> [Task brief] Return each entry exactly, omitting nothing.

> [Record excerpts]
╭──
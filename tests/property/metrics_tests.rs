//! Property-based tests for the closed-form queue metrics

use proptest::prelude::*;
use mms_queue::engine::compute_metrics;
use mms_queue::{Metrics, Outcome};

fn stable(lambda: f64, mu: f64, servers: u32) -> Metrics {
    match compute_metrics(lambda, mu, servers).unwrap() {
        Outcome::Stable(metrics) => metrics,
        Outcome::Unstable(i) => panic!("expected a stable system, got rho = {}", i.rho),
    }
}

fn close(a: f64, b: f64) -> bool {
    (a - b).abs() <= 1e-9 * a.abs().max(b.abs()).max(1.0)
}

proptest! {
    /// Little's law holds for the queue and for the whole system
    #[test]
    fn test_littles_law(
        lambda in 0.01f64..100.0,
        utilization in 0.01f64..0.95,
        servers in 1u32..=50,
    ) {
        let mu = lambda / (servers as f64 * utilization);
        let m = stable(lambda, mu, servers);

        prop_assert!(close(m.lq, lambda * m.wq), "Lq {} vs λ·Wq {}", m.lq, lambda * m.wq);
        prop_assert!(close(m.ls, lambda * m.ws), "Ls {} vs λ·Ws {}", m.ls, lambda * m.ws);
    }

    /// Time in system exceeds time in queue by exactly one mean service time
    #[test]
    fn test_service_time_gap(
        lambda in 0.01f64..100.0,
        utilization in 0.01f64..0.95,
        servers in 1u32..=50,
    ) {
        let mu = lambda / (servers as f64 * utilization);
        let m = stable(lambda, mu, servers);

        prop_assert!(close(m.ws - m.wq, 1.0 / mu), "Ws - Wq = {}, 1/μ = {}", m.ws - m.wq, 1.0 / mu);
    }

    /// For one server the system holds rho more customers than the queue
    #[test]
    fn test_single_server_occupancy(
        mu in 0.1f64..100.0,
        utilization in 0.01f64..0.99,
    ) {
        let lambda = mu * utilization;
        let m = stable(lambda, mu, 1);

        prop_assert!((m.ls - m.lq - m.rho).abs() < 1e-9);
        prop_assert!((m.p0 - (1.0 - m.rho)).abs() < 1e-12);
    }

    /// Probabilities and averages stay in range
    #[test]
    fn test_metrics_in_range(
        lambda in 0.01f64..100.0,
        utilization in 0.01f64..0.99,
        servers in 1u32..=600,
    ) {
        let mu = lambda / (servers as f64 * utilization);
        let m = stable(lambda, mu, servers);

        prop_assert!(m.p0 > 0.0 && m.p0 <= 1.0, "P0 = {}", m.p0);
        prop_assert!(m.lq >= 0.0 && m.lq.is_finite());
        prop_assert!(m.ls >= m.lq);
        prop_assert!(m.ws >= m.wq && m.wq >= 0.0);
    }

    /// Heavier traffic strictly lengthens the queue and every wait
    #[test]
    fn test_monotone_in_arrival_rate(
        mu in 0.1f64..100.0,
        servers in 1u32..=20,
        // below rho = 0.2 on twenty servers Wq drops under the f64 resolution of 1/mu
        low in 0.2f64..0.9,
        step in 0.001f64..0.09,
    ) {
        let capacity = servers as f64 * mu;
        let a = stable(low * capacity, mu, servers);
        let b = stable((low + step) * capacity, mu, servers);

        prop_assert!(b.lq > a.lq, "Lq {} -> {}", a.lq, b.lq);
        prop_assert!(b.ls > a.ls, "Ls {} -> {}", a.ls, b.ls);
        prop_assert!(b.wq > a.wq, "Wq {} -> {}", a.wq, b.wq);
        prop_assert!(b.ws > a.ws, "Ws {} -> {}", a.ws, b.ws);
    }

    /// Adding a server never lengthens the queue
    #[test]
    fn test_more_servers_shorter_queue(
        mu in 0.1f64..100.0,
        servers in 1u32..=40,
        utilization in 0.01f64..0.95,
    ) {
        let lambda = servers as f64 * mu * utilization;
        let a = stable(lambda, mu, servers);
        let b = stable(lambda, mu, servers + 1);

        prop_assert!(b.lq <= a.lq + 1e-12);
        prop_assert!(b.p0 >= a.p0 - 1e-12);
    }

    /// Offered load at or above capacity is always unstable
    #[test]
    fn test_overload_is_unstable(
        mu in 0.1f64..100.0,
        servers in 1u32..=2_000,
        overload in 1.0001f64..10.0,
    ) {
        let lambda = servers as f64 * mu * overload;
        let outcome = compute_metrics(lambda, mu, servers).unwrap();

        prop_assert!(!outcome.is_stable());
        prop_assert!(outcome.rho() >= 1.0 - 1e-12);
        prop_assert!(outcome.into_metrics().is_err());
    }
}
╰──
> [Expected output]
filename tests/property/metrics_tests.rs
//! Property-based tests for the closed-form queue metrics

use proptest::prelude::*;
use mms_queue::engine::compute_metrics;
use mms_queue::{Metrics, Outcome};

fn stable(lambda: f64, mu: f64, servers: u32) -> Metrics {
    match compute_metrics(lambda, mu, servers).unwrap() {
        Outcome::Stable(metrics) => metrics,
        Outcome::Unstable(i) => panic!("expected a stable system, got rho = {}", i.rho),
    }
}

fn close(a: f64, b: f64) -> bool {
    (a - b).abs() <= 1e-9 * a.abs().max(b.abs()).max(1.0)
}

proptest! {
    /// Little's law holds for the queue and for the whole system
    #[test]
    fn test_littles_law(
        lambda in 0.01f64..100.0,
        utilization in 0.01f64..0.95,
        servers in 1u32..=50,
    ) {
        let mu = lambda / (servers as f64 * utilization);
        let m = stable(lambda, mu, servers);

        prop_assert!(close(m.lq, lambda * m.wq), "Lq {} vs λ·Wq {}", m.lq, lambda * m.wq);
        prop_assert!(close(m.ls, lambda * m.ws), "Ls {} vs λ·Ws {}", m.ls, lambda * m.ws);
    }

    /// Time in system exceeds time in queue by exactly one mean service time
    #[test]
    fn test_service_time_gap(
        lambda in 0.01f64..100.0,
        utilization in 0.01f64..0.95,
        servers in 1u32..=50,
    ) {
        let mu = lambda / (servers as f64 * utilization);
        let m = stable(lambda, mu, servers);

        prop_assert!(close(m.ws - m.wq, 1.0 / mu), "Ws - Wq = {}, 1/μ = {}", m.ws - m.wq, 1.0 / mu);
    }

    /// For one server the system holds rho more customers than the queue
    #[test]
    fn test_single_server_occupancy(
        mu in 0.1f64..100.0,
        utilization in 0.01f64..0.99,
    ) {
        let lambda = mu * utilization;
        let m = stable(lambda, mu, 1);

        prop_assert!((m.ls - m.lq - m.rho).abs() < 1e-9);
        prop_assert!((m.p0 - (1.0 - m.rho)).abs() < 1e-12);
    }

    /// Probabilities and averages stay in range
    #[test]
    fn test_metrics_in_range(
        lambda in 0.01f64..100.0,
        utilization in 0.01f64..0.99,
        servers in 1u32..=600,
    ) {
        let mu = lambda / (servers as f64 * utilization);
        let m = stable(lambda, mu, servers);

        prop_assert!(m.p0 > 0.0 && m.p0 <= 1.0, "P0 = {}", m.p0);
        prop_assert!(m.lq >= 0.0 && m.lq.is_finite());
        prop_assert!(m.ls >= m.lq);
        prop_assert!(m.ws >= m.wq && m.wq >= 0.0);
    }

    /// Heavier traffic strictly lengthens the queue and every wait
    #[test]
    fn test_monotone_in_arrival_rate(
        mu in 0.1f64..100.0,
        servers in 1u32..=20,
        // below rho = 0.2 on twenty servers Wq drops under the f64 resolution of 1/mu
        low in 0.2f64..0.9,
        step in 0.001f64..0.09,
    ) {
        let capacity = servers as f64 * mu;
        let a = stable(low * capacity, mu, servers);
        let b = stable((low + step) * capacity, mu, servers);

        prop_assert!(b.lq > a.lq, "Lq {} -> {}", a.lq, b.lq);
        prop_assert!(b.ls > a.ls, "Ls {} -> {}", a.ls, b.ls);
        prop_assert!(b.wq > a.wq, "Wq {} -> {}", a.wq, b.wq);
        prop_assert!(b.ws > a.ws, "Ws {} -> {}", a.ws, b.ws);
    }

    /// Adding a server never lengthens the queue
    #[test]
    fn test_more_servers_shorter_queue(
        mu in 0.1f64..100.0,
        servers in 1u32..=40,
        utilization in 0.01f64..0.95,
    ) {
        let lambda = servers as f64 * mu * utilization;
        let a = stable(lambda, mu, servers);
        let b = stable(lambda, mu, servers + 1);

        prop_assert!(b.lq <= a.lq + 1e-12);
        prop_assert!(b.p0 >= a.p0 - 1e-12);
    }

    /// Offered load at or above capacity is always unstable
    #[test]
    fn test_overload_is_unstable(
        mu in 0.1f64..100.0,
        servers in 1u32..=2_000,
        overload in 1.0001f64..10.0,
    ) {
        let lambda = servers as f64 * mu * overload;
        let outcome = compute_metrics(lambda, mu, servers).unwrap();

        prop_assert!(!outcome.is_stable());
        prop_assert!(outcome.rho() >= 1.0 - 1e-12);
        prop_assert!(outcome.into_metrics().is_err());
    }
}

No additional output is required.